(TASK TO CARRY OUT):
Once you know how many lines below hold "concurrently", reply with that number and add nothing.

____

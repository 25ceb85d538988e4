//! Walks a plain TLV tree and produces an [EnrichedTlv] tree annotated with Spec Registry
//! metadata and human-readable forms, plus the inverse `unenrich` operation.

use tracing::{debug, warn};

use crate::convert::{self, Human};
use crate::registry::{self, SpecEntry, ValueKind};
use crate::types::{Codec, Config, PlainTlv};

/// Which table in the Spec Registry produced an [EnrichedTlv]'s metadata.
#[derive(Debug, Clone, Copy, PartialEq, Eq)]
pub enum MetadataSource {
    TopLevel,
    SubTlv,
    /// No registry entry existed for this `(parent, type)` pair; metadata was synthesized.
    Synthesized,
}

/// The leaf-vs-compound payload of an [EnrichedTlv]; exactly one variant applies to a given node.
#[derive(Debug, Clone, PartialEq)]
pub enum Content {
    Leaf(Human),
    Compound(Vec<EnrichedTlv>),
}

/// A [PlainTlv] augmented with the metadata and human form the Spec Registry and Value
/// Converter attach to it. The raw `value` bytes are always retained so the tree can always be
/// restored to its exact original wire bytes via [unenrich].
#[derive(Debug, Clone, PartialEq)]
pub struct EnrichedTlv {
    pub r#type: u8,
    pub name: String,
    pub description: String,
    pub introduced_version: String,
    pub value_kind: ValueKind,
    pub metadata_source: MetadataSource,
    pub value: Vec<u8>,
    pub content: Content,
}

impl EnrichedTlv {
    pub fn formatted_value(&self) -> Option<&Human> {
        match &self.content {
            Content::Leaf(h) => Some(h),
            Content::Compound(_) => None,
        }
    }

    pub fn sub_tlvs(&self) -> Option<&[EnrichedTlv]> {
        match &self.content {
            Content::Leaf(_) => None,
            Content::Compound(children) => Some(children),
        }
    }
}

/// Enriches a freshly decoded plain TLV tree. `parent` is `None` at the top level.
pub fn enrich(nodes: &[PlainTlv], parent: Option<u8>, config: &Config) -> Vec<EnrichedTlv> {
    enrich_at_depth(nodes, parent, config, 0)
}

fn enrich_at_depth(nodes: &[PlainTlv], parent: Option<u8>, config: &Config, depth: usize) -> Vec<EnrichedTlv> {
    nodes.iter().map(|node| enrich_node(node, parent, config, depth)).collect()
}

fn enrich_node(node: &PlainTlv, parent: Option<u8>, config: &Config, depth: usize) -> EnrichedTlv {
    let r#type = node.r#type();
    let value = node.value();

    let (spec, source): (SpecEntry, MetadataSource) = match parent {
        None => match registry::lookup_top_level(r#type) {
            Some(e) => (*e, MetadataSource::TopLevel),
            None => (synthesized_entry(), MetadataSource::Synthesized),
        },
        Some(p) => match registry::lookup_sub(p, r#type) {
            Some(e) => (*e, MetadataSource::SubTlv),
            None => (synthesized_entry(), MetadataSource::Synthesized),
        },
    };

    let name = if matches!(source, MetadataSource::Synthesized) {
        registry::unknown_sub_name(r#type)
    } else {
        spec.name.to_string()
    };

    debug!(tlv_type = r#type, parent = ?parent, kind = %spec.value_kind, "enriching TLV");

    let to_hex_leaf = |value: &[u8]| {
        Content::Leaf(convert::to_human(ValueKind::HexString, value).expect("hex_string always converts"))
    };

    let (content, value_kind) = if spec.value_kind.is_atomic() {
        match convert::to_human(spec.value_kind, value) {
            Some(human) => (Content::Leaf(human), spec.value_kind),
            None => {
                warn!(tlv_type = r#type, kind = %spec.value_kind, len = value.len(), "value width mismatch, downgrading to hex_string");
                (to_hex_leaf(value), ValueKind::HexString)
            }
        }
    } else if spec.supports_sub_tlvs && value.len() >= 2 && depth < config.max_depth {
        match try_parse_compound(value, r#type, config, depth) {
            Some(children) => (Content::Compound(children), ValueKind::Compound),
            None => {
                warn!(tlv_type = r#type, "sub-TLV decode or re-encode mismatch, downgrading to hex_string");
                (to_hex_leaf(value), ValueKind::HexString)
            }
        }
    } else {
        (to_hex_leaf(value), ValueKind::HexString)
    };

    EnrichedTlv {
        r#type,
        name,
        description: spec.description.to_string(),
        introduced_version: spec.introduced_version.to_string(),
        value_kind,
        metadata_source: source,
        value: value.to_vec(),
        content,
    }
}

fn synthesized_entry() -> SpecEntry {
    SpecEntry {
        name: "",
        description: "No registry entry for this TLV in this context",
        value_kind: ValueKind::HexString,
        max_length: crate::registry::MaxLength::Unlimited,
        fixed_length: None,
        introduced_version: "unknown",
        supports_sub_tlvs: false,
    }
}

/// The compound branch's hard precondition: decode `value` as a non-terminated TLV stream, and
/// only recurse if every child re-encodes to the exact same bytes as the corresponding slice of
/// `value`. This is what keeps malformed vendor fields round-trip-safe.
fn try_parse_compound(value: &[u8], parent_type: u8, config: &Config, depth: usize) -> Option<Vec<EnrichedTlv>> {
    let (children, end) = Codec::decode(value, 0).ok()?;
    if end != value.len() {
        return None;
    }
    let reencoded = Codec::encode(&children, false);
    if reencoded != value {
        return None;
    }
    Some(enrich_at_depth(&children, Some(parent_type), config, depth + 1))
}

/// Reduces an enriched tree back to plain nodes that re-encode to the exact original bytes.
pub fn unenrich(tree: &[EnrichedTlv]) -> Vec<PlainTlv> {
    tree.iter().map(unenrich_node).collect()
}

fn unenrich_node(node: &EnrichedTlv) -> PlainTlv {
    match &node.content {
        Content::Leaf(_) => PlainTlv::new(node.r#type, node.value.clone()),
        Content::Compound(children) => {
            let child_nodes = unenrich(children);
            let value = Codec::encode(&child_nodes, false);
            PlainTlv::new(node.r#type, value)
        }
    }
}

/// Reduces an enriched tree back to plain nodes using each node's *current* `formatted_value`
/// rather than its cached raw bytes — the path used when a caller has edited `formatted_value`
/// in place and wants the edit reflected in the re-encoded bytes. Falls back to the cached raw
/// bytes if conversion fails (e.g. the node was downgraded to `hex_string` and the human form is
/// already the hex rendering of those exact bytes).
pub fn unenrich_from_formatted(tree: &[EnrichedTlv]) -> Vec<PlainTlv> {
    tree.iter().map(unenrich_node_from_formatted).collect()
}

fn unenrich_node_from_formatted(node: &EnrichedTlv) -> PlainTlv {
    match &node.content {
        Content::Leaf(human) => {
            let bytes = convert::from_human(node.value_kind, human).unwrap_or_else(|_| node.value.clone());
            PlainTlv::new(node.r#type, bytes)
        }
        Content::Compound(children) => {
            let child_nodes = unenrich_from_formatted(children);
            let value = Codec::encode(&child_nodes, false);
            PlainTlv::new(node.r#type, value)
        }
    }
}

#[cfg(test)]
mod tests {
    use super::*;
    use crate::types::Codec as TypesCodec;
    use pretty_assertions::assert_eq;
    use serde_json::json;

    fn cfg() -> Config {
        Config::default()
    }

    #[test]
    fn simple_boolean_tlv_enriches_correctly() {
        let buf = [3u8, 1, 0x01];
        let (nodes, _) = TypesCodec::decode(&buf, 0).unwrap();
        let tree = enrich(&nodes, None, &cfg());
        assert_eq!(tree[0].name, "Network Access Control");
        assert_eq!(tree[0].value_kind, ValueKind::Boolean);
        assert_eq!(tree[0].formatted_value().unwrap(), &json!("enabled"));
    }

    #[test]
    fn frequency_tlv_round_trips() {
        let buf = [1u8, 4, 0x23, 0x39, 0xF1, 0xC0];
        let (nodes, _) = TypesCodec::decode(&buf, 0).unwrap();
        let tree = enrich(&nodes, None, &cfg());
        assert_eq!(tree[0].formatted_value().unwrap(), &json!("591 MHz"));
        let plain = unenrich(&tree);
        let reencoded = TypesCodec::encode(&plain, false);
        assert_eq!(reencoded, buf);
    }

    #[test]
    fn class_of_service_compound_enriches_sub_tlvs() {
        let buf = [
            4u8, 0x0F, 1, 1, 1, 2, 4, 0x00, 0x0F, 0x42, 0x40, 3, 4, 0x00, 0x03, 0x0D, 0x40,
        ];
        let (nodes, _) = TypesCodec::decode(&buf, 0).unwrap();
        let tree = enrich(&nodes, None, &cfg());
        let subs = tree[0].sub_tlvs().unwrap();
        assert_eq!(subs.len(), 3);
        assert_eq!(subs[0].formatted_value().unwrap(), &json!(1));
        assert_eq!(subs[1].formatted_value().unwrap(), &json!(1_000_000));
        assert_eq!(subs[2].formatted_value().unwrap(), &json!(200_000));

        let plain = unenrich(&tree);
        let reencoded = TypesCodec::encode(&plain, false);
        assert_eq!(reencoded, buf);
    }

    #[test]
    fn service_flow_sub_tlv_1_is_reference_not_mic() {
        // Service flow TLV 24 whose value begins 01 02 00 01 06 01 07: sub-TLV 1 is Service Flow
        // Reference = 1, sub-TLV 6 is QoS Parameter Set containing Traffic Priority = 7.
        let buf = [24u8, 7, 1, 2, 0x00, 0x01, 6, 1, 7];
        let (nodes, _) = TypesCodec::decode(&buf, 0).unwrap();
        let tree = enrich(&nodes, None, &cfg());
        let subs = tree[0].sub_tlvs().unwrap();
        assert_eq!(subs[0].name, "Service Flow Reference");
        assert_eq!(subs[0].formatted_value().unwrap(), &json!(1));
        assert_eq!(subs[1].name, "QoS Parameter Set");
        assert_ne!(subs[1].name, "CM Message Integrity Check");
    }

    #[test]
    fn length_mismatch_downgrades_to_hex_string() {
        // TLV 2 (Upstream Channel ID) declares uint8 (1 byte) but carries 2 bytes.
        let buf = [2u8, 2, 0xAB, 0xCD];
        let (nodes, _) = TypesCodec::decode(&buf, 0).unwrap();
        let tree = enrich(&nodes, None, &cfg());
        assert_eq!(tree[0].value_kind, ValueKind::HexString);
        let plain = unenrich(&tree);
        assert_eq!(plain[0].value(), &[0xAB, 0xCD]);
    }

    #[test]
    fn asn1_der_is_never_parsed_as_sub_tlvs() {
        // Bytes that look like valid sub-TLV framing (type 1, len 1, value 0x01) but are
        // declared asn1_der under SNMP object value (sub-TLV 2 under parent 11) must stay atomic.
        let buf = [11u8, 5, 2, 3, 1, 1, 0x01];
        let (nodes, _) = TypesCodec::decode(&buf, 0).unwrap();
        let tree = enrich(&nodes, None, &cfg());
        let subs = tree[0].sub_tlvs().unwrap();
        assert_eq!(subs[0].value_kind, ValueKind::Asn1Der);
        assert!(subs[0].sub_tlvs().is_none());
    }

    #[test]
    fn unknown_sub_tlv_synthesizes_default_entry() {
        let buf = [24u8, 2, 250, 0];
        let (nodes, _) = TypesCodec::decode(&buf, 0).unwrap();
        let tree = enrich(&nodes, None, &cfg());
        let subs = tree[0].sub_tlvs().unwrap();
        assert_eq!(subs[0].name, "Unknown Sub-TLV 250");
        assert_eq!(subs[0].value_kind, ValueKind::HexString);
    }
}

____

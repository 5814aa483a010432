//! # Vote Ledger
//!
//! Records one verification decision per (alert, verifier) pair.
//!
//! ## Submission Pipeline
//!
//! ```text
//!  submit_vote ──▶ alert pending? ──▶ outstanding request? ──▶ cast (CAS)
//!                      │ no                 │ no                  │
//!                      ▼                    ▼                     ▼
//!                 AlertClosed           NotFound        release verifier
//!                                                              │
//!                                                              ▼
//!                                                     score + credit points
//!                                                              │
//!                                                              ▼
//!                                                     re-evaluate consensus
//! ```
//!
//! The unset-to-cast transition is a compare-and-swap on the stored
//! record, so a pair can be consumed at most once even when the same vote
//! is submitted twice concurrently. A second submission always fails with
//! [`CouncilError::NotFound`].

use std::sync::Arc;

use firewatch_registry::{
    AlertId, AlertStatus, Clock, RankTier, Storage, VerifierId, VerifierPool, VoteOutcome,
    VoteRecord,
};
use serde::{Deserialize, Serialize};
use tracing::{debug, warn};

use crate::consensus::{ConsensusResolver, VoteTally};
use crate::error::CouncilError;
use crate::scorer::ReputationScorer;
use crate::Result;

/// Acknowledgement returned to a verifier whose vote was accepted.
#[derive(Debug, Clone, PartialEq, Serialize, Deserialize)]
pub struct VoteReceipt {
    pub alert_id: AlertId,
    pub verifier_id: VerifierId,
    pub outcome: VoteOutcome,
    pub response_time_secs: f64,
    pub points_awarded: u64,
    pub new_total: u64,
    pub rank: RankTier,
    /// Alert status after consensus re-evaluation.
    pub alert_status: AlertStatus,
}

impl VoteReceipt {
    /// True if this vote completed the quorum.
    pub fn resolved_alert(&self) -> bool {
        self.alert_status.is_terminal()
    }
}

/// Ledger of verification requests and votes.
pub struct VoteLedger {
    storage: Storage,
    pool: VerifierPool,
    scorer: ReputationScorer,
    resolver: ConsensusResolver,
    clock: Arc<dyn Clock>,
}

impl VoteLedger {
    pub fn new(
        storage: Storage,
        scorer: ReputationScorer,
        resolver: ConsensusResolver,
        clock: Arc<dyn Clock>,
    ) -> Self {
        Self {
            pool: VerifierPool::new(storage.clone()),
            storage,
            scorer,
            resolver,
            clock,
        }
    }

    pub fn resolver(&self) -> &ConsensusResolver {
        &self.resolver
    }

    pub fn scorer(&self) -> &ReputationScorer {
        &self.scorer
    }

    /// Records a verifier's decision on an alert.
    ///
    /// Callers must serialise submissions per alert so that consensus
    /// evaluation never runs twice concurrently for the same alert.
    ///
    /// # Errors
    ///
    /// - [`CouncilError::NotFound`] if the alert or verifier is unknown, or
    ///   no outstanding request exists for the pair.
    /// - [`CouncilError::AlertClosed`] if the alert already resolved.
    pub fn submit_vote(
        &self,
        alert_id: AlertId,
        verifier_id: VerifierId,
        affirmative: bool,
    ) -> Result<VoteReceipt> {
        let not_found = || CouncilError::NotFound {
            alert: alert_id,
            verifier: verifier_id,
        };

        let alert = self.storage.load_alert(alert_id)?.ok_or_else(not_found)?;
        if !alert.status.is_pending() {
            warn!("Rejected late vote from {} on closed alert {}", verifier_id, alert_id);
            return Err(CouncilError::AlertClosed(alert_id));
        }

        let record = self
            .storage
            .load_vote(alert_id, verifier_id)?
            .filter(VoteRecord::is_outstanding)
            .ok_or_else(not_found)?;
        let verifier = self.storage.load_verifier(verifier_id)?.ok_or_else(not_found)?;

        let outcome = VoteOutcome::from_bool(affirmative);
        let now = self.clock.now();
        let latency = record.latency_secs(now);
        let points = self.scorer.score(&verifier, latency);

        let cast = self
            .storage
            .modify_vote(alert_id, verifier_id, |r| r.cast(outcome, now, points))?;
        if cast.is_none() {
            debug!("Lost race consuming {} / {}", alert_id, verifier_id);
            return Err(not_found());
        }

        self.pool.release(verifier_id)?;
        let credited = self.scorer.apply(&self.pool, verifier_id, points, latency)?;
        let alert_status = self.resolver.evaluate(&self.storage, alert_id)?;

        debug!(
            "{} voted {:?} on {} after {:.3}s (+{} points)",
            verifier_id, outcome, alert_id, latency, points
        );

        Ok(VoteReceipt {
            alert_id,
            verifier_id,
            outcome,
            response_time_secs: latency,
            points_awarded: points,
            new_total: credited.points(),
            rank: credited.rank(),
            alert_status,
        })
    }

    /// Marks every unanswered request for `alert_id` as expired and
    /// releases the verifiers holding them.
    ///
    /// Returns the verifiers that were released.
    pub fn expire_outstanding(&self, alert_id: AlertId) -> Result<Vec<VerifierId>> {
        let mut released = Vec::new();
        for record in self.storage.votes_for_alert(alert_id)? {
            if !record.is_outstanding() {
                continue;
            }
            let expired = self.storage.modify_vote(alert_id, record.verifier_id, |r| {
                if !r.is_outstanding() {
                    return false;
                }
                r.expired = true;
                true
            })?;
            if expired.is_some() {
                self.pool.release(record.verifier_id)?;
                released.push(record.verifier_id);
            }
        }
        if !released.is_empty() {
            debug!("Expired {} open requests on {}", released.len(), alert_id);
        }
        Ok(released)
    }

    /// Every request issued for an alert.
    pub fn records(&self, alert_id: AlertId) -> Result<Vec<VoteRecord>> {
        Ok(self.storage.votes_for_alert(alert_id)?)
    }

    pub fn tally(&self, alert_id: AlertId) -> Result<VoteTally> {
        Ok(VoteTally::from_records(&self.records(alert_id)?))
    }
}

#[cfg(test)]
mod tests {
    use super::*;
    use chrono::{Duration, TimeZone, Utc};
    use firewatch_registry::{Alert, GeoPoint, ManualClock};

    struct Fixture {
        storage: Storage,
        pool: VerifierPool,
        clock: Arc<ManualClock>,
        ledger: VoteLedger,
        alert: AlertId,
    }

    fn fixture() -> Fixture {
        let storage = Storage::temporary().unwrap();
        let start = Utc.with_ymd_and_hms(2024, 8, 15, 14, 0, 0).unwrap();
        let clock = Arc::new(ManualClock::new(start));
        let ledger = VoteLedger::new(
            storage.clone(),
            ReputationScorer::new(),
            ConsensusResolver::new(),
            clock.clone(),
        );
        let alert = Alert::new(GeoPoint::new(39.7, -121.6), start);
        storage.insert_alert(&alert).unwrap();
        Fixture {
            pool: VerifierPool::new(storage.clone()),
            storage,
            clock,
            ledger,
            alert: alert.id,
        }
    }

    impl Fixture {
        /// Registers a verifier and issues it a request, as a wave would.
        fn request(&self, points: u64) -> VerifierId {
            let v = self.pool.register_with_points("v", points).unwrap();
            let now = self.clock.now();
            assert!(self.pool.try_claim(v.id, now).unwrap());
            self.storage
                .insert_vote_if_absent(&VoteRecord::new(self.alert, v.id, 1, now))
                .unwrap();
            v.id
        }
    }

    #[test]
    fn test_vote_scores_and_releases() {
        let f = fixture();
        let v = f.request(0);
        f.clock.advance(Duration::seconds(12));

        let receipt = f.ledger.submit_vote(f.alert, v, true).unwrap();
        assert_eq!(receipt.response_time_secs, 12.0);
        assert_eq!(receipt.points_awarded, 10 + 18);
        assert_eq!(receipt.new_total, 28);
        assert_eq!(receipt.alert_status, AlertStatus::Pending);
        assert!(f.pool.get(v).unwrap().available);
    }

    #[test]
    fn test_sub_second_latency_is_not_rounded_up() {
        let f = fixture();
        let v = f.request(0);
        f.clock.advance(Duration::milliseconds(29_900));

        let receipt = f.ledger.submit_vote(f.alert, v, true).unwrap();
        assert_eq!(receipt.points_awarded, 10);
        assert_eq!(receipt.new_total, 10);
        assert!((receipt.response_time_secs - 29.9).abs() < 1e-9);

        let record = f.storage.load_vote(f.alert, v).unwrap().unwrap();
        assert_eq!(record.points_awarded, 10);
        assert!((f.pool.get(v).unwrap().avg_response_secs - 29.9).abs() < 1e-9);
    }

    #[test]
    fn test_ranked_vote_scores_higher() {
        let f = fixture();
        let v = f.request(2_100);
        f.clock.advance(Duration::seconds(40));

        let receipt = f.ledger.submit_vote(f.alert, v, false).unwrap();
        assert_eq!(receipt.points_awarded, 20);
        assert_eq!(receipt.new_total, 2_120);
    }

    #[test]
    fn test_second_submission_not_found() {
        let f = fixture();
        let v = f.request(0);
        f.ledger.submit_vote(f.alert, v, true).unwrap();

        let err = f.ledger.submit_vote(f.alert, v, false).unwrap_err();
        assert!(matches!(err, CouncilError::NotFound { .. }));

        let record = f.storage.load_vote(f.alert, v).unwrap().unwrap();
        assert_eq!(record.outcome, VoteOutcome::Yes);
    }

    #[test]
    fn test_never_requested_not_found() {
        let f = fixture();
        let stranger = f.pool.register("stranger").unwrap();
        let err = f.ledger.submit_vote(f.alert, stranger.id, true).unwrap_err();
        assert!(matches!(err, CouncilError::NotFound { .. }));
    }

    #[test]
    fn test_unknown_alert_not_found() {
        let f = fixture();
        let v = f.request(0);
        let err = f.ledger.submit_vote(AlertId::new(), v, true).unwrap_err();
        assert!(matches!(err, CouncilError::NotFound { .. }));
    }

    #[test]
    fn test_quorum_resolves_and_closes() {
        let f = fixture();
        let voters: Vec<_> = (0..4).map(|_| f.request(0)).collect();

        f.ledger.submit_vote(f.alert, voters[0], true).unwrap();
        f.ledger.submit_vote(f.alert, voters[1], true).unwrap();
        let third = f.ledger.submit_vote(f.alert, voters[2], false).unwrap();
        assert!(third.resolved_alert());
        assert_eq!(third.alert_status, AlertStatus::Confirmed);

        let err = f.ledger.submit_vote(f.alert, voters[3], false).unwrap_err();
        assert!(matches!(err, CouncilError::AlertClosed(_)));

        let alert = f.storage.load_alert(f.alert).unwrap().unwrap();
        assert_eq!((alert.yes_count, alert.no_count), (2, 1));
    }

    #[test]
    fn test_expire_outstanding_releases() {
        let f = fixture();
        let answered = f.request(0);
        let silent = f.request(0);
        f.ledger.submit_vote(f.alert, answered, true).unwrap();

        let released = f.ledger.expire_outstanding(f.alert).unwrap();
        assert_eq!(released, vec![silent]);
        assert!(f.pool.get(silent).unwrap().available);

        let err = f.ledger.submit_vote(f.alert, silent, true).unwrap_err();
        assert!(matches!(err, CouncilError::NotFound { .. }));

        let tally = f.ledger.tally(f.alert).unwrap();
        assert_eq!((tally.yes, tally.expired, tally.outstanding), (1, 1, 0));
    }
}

____

(OUTPUT):
2